| Instructions for the task |
Your output should be the lines of the entries below, exactly, from the first one through the line that holds "pub fn database_path(db_dir: &Path, profile: &Profile)".

(Data records)
• • • • •
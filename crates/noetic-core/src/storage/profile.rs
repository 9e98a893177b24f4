//! Per-profile database routing (§4.5 "Database routing")
//!
//! One database file per embedding profile so two profiles (different
//! providers, models, or dimensions) never share — and thus never
//! cross-contaminate — a database file.

use crate::embeddings::Profile;
use std::path::{Path, PathBuf};

/// Resolve the database file path for `profile` under `db_dir`.
pub fn database_path(db_dir: &Path, profile: &Profile) -> PathBuf {
    db_dir.join(format!("noetic-{}.db", profile.database_suffix))
}

#[cfg(test)]
mod tests {
    use super::*;

    #[test]
    fn different_profiles_route_to_different_files() {
        let dir = Path::new("/data");
        let a = Profile::new("openai", "text-embedding-3-small", 1536);
        let b = Profile::new("local", "nomic-embed-text-v1.5", 256);
        assert_ne!(database_path(dir, &a), database_path(dir, &b));
    }

    #[test]
    fn same_profile_routes_to_same_file() {
        let dir = Path::new("/data");
        let a = Profile::new("openai", "text-embedding-3-small", 1536);
        let a2 = Profile::new("openai", "text-embedding-3-small", 1536);
        assert_eq!(database_path(dir, &a), database_path(dir, &a2));
    }
}
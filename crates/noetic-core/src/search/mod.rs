//! Search Pipeline (C6)
//!
//! Vector search with decay, multi-concept AND, keyword fallback,
//! enrichment, and an LRU+TTL cache over query results.

pub mod cache;
pub mod enrich;
pub mod keyword;
pub mod vector;

pub use cache::TtlLruCache;
pub use vector::{Candidate, MultiConceptCandidate, SearchOptions, VectorSearchError};

use crate::constitutional::ConstitutionalCache;
use crate::storage::Storage;
use crate::types::MemoryRecord;
use std::time::Duration;

/// One entry of a search result list: either a constitutional prepend
/// (`similarity` pinned at 100) or a regular ranked candidate.
#[derive(Debug, Clone)]
pub struct SearchResult {
    pub memory: MemoryRecord,
    pub similarity: f32,
    pub is_constitutional: bool,
}

/// Build the cache key exactly as specified: `query:limit:JSON(options)`.
pub fn cache_key(query: &str, limit: usize, options_json: &str) -> String {
    format!("{query}:{limit}:{options_json}")
}

/// Orchestrates the full vector search: constitutional prepend, brute-force
/// cosine search, limit adjustment for the constitutional rows already
/// included.
pub fn search_with_constitutional(
    storage: &Storage,
    constitutional_cache: &mut ConstitutionalCache,
    query_vector: &[f32],
    options: &SearchOptions,
) -> vector::Result<Vec<SearchResult>> {
    let mut results = Vec::new();
    let mut remaining_limit = options.limit;

    let prepend_constitutional = options.tier != Some(crate::types::ImportanceTier::Constitutional)
        && options.include_constitutional;

    if prepend_constitutional {
        let prepended = constitutional_cache.get_or_populate(storage, options.spec_folder.as_deref())?;
        for memory in prepended {
            if remaining_limit == 0 {
                break;
            }
            results.push(SearchResult {
                memory,
                similarity: 100.0,
                is_constitutional: true,
            });
            remaining_limit -= 1;
        }
    }

    if remaining_limit > 0 {
        let mut adjusted = options.clone();
        adjusted.limit = remaining_limit;
        let candidates = vector::search(storage, query_vector, &adjusted)?;
        for candidate in candidates {
            results.push(SearchResult {
                memory: candidate.memory,
                similarity: candidate.similarity,
                is_constitutional: false,
            });
        }
    }

    Ok(results)
}

/// Default TTL/capacity construction matching §4.6 "Cached search": 500
/// entries, 15-minute TTL.
pub fn new_search_cache() -> TtlLruCache<Vec<SearchResult>> {
    TtlLruCache::new(500, Duration::from_secs(15 * 60))
}
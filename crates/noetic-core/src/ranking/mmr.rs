//! Maximal Marginal Relevance diversification (§4.7)
//!
//! Always keeps the top-ranked result, then iteratively picks the remaining
//! candidate maximizing `relevance - λ · maxSimToSelected` using a cheap
//! proxy similarity (shared `spec_folder` → 0.8, shared `date` → 0.5, take
//! the max) instead of a real embedding comparison.

use crate::search::SearchResult;

const LAMBDA: f32 = 0.3;
const MIN_RESULTS_FOR_DIVERSIFICATION: usize = 4;

const FOLDER_PROXY_SIM: f32 = 0.8;
const DATE_PROXY_SIM: f32 = 0.5;

fn proxy_similarity(a: &SearchResult, b: &SearchResult) -> f32 {
    let mut sim: f32 = 0.0;
    if a.memory.spec_folder == b.memory.spec_folder {
        sim = sim.max(FOLDER_PROXY_SIM);
    }
    if a.memory.created_at.date_naive() == b.memory.created_at.date_naive() {
        sim = sim.max(DATE_PROXY_SIM);
    }
    sim
}

/// Re-order `results` (already sorted by relevance, most relevant first) to
/// trade off redundancy against relevance. Results must already carry a
/// relevance proxy in `similarity`; the first result is always kept.
pub fn diversify(results: Vec<SearchResult>) -> Vec<SearchResult> {
    if results.len() < MIN_RESULTS_FOR_DIVERSIFICATION {
        return results;
    }

    let mut pool = results;
    let mut selected = vec![pool.remove(0)];

    while !pool.is_empty() {
        let mut best_idx = 0;
        let mut best_score = f32::MIN;

        for (idx, candidate) in pool.iter().enumerate() {
            let relevance = candidate.similarity / 100.0;
            let max_sim_to_selected = selected
                .iter()
                .map(|s| proxy_similarity(candidate, s))
                .fold(0.0_f32, f32::max);
            let mmr_score = relevance - LAMBDA * max_sim_to_selected;
            if mmr_score > best_score {
                best_score = mmr_score;
                best_idx = idx;
            }
        }

        selected.push(pool.remove(best_idx));
    }

    selected
}
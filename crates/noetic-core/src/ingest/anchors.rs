//! Anchor id generation (§4.12 step 3)
//!
//! An anchor id is `<category-prefix>-<slugified-title>-<spec-number>`,
//! unique within one memory file. Collisions append `-2`, `-3`, ... in
//! generation order.

use super::ObservationKind;
use regex::Regex;
use std::collections::HashSet;
use std::sync::OnceLock;

fn slug_re() -> &'static Regex {
    static RE: OnceLock<Regex> = OnceLock::new();
    RE.get_or_init(|| Regex::new(r"[^a-z0-9]+").expect("valid slug regex"))
}

fn category_prefix(kind: ObservationKind) -> &'static str {
    match kind {
        ObservationKind::Feature => "feat",
        ObservationKind::Bugfix => "fix",
        ObservationKind::Refactor => "refactor",
        ObservationKind::Decision => "decision",
        ObservationKind::Research => "research",
        ObservationKind::Discovery => "discovery",
        ObservationKind::Observation => "obs",
    }
}

/// Lowercase, hyphen-joined slug of `title`, trimmed of leading/trailing
/// hyphens so the result always satisfies the anchor id charset.
pub fn slugify(title: &str) -> String {
    let lowered = title.to_lowercase();
    let slug = slug_re().replace_all(&lowered, "-");
    slug.trim_matches('-').to_string()
}

/// Generator that hands out collision-free anchor ids for one memory file.
#[derive(Debug, Default)]
pub struct AnchorIdAllocator {
    seen: HashSet<String>,
}

impl AnchorIdAllocator {
    pub fn new() -> Self {
        Self::default()
    }

    /// Allocate the next anchor id for an observation of `kind` titled
    /// `title`, under spec number `spec_number`. Appends `-2`, `-3`, ... on
    /// collision with a previously allocated id in this allocator.
    pub fn allocate(&mut self, kind: ObservationKind, title: &str, spec_number: u32) -> String {
        let prefix = category_prefix(kind);
        let slug = slugify(title);
        let slug = if slug.is_empty() { "untitled".to_string() } else { slug };
        let base = format!("{prefix}-{slug}-{spec_number}");

        if self.seen.insert(base.clone()) {
            return base;
        }

        let mut suffix = 2;
        loop {
            let candidate = format!("{base}-{suffix}");
            if self.seen.insert(candidate.clone()) {
                return candidate;
            }
            suffix += 1;
        }
    }
}
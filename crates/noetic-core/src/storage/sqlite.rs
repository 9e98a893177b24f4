//! SQLite-backed storage engine (C5)
//!
//! Synchronized dual-table (metadata + vector) writes, schema migration,
//! per-profile database routing. `Storage` holds its connection behind a
//! `Mutex`, so the whole type is `Send + Sync` and callers share it via
//! `Arc<Storage>` rather than an outer `Mutex<Storage>`.

use chrono::{DateTime, Utc};
use rusqlite::{params, Connection, OptionalExtension};
use std::path::{Path, PathBuf};
use std::sync::Mutex;

use crate::safety::{safe_parse_json, safe_resolve};
use crate::types::{
    ContextType, EmbeddingStatus, HistoryEvent, HistoryRecord, ImportanceTier, MemoryRecord,
    RelatedMemory,
};

use super::migrations::apply_migrations;

#[non_exhaustive]
#[derive(Debug, thiserror::Error)]
pub enum StorageError {
    #[error("database error: {0}")]
    Database(#[from] rusqlite::Error),
    #[error("memory not found: {0}")]
    NotFound(i64),
    #[error("embedding dimension mismatch: expected {expected}, got {actual}")]
    DimensionMismatch { expected: usize, actual: usize },
    #[error("path {0} does not resolve within the allowed bases")]
    PathNotAllowed(String),
    #[error("io error: {0}")]
    Io(#[from] std::io::Error),
    #[error("lock poisoned: {0}")]
    LockPoisoned(String),
}

pub type Result<T> = std::result::Result<T, StorageError>;

/// Fields required to index a brand-new memory. `None` embedding leaves
/// `embedding_status='pending'` and skips the vector row (anchor-only mode).
#[derive(Debug, Clone)]
pub struct NewMemory {
    pub spec_folder: String,
    pub file_path: String,
    pub anchor_id: Option<String>,
    pub title: String,
    pub trigger_phrases: Vec<String>,
    pub content_hash: String,
    pub embedding_model: Option<String>,
    pub importance_weight: f32,
    pub importance_tier: ImportanceTier,
    pub context_type: ContextType,
    pub decay_half_life_days: f32,
    pub is_pinned: bool,
    pub confidence: f32,
    pub channel: Option<String>,
    pub session_id: Option<String>,
}

/// A partial update: `None` fields are left untouched.
#[derive(Debug, Clone, Default)]
pub struct MemoryUpdate {
    pub title: Option<String>,
    pub trigger_phrases: Option<Vec<String>>,
    pub importance_weight: Option<f32>,
    pub importance_tier: Option<ImportanceTier>,
    pub context_type: Option<ContextType>,
    pub is_pinned: Option<bool>,
    pub confidence: Option<f32>,
    pub related_memories: Option<Vec<RelatedMemory>>,
    pub new_embedding: Option<Vec<f32>>,
}

#[derive(Debug, Clone, Default, PartialEq)]
pub struct IntegrityReport {
    pub orphaned_vectors: Vec<i64>,
    pub missing_vectors: Vec<i64>,
    pub orphaned_files: Vec<i64>,
}

use crate::decay::compute_expiry;

pub struct Storage {
    conn: Mutex<Connection>,
    allowed_paths: Vec<PathBuf>,
    expected_dim: Option<usize>,
}
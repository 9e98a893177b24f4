//! `noetic-core`: the indexing, storage, search, and decay subsystem of a
//! local semantic-memory engine.
//!
//! An editor or agent writes memory files (markdown with embedded anchor
//! tags) into per-project folders; this crate ingests them, stores
//! metadata and vectors side by side, and answers hybrid similarity/keyword
//! queries with ranking, diversity, and usage-aware boosting. It consumes
//! embeddings through a narrow [`embeddings::EmbeddingProvider`] trait and
//! bundles no model of its own.

pub mod budget;
pub mod config;
pub mod constitutional;
pub mod decay;
pub mod embeddings;
pub mod ingest;
pub mod preflight;
pub mod ranking;
pub mod related;
pub mod retry;
pub mod safety;
pub mod search;
pub mod storage;
pub mod types;
pub mod usage;

/// The on-disk schema version this crate writes and expects to read.
pub const SCHEMA_VERSION: i64 = 1;

/// Commonly imported items, re-exported for convenient `use noetic_core::prelude::*;`.
pub mod prelude {
    pub use crate::config::Config;
    pub use crate::decay::{classify_tier, compute_expiry, effective_importance};
    pub use crate::embeddings::{EmbeddingProvider, Profile as EmbeddingProfile};
    pub use crate::storage::{MemoryUpdate, NewMemory, Storage};
    pub use crate::types::{ContextType, ImportanceTier, MemoryRecord};
}
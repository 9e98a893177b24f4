//! Core data model
//!
//! Mirrors the `memory` / `vec` / `history` / checkpoint records described in
//! the system specification. Enumerated fields use closed Rust enums so
//! invalid states are unrepresentable; free-form metadata (tags, related
//! memories) stays as JSON via `serde_json::Value` at the edges.

use chrono::{DateTime, Utc};
use serde::{Deserialize, Serialize};

/// Status of the embedding generation pipeline for a memory row.
#[derive(Debug, Clone, Copy, PartialEq, Eq, Serialize, Deserialize, Default)]
#[serde(rename_all = "lowercase")]
pub enum EmbeddingStatus {
    #[default]
    Pending,
    Success,
    Failed,
    Retry,
}

impl EmbeddingStatus {
    pub fn as_str(&self) -> &'static str {
        match self {
            EmbeddingStatus::Pending => "pending",
            EmbeddingStatus::Success => "success",
            EmbeddingStatus::Failed => "failed",
            EmbeddingStatus::Retry => "retry",
        }
    }

    pub fn parse(s: &str) -> Self {
        match s {
            "success" => EmbeddingStatus::Success,
            "failed" => EmbeddingStatus::Failed,
            "retry" => EmbeddingStatus::Retry,
            _ => EmbeddingStatus::Pending,
        }
    }
}

/// Importance tier controlling decay, expiry, and surfacing behavior.
#[derive(Debug, Clone, Copy, PartialEq, Eq, Serialize, Deserialize, Default)]
#[serde(rename_all = "lowercase")]
pub enum ImportanceTier {
    Constitutional,
    Critical,
    Important,
    #[default]
    Normal,
    Temporary,
    Deprecated,
}

impl ImportanceTier {
    pub fn as_str(&self) -> &'static str {
        match self {
            ImportanceTier::Constitutional => "constitutional",
            ImportanceTier::Critical => "critical",
            ImportanceTier::Important => "important",
            ImportanceTier::Normal => "normal",
            ImportanceTier::Temporary => "temporary",
            ImportanceTier::Deprecated => "deprecated",
        }
    }

    pub fn parse(s: &str) -> Self {
        match s {
            "constitutional" => ImportanceTier::Constitutional,
            "critical" => ImportanceTier::Critical,
            "important" => ImportanceTier::Important,
            "temporary" => ImportanceTier::Temporary,
            "deprecated" => ImportanceTier::Deprecated,
            _ => ImportanceTier::Normal,
        }
    }

    /// Whether this tier bypasses time-based decay entirely (§4.8).
    pub fn bypasses_decay(&self) -> bool {
        matches!(
            self,
            ImportanceTier::Constitutional | ImportanceTier::Critical | ImportanceTier::Important
        )
    }
}

/// Auto-detected context type for a memory, derived from tool-usage ratios.
#[derive(Debug, Clone, Copy, PartialEq, Eq, Serialize, Deserialize, Default)]
#[serde(rename_all = "lowercase")]
pub enum ContextType {
    Research,
    Implementation,
    Decision,
    Discovery,
    #[default]
    General,
}

impl ContextType {
    pub fn as_str(&self) -> &'static str {
        match self {
            ContextType::Research => "research",
            ContextType::Implementation => "implementation",
            ContextType::Decision => "decision",
            ContextType::Discovery => "discovery",
            ContextType::General => "general",
        }
    }

    pub fn parse(s: &str) -> Self {
        match s {
            "research" => ContextType::Research,
            "implementation" => ContextType::Implementation,
            "decision" => ContextType::Decision,
            "discovery" => ContextType::Discovery,
            _ => ContextType::General,
        }
    }
}

/// A precomputed neighbor entry persisted in `related_memories` (§3, §4.10).
#[derive(Debug, Clone, Serialize, Deserialize, PartialEq)]
pub struct RelatedMemory {
    pub id: i64,
    pub similarity: f32,
}

/// The `memory` record (§3).
#[derive(Debug, Clone, Serialize, Deserialize)]
#[serde(rename_all = "camelCase")]
pub struct MemoryRecord {
    pub id: i64,
    pub spec_folder: String,
    pub file_path: String,
    pub anchor_id: Option<String>,
    pub title: String,
    pub trigger_phrases: Vec<String>,
    pub content_hash: String,
    pub embedding_model: Option<String>,
    pub embedding_status: EmbeddingStatus,
    pub importance_weight: f32,
    pub importance_tier: ImportanceTier,
    pub context_type: ContextType,
    pub decay_half_life_days: f32,
    pub is_pinned: bool,
    pub access_count: u64,
    pub last_accessed: i64,
    pub created_at: DateTime<Utc>,
    pub updated_at: DateTime<Utc>,
    pub expires_at: Option<DateTime<Utc>>,
    pub confidence: f32,
    pub related_memories: Vec<RelatedMemory>,
    pub channel: Option<String>,
    pub session_id: Option<String>,
}

impl MemoryRecord {
    pub const DEFAULT_DECAY_HALF_LIFE_DAYS: f32 = 90.0;
}

/// The `vec` record (§3): one row per successfully embedded memory, keyed by
/// the same id as the metadata row.
#[derive(Debug, Clone)]
pub struct VectorRecord {
    pub id: i64,
    pub embedding: Vec<f32>,
}

/// Append-only audit log event kind (§3 `history`).
#[derive(Debug, Clone, Copy, PartialEq, Eq, Serialize, Deserialize)]
#[serde(rename_all = "UPPERCASE")]
pub enum HistoryEvent {
    Add,
    Update,
    Delete,
}

impl HistoryEvent {
    pub fn as_str(&self) -> &'static str {
        match self {
            HistoryEvent::Add => "ADD",
            HistoryEvent::Update => "UPDATE",
            HistoryEvent::Delete => "DELETE",
        }
    }
}

/// A `history` row. `actor` and future `is_deleted`-style fields are
/// write-only audit data per Open Question #1 (§9) — no reader consumes them
/// yet, so they are not exposed beyond storage.
#[derive(Debug, Clone, Serialize, Deserialize)]
#[serde(rename_all = "camelCase")]
pub struct HistoryRecord {
    pub id: i64,
    pub memory_id: i64,
    pub prev_value: Option<String>,
    pub new_value: Option<String>,
    pub event: HistoryEvent,
    pub timestamp: DateTime<Utc>,
    pub actor: Option<String>,
}

/// A named checkpoint snapshot (§3).
#[derive(Debug, Clone, Serialize, Deserialize)]
#[serde(rename_all = "camelCase")]
pub struct Checkpoint {
    pub id: i64,
    pub name: String,
    pub created_at: DateTime<Utc>,
    pub spec_folder: String,
    pub branch: Option<String>,
    pub memory_snapshot: Vec<u8>,
    pub file_snapshot: Vec<u8>,
    pub metadata: serde_json::Value,
}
• • • • •
| Answer for the task |
filename crates/noetic-core/src/storage/profile.rs
repository 9e98a893177b24f4
//! Per-profile database routing (§4.5 "Database routing")
//!
//! One database file per embedding profile so two profiles (different
//! providers, models, or dimensions) never share — and thus never
//! cross-contaminate — a database file.

use crate::embeddings::Profile;
use std::path::{Path, PathBuf};

/// Resolve the database file path for `profile` under `db_dir`.
pub fn database_path(db_dir: &Path, profile: &Profile) -> PathBuf {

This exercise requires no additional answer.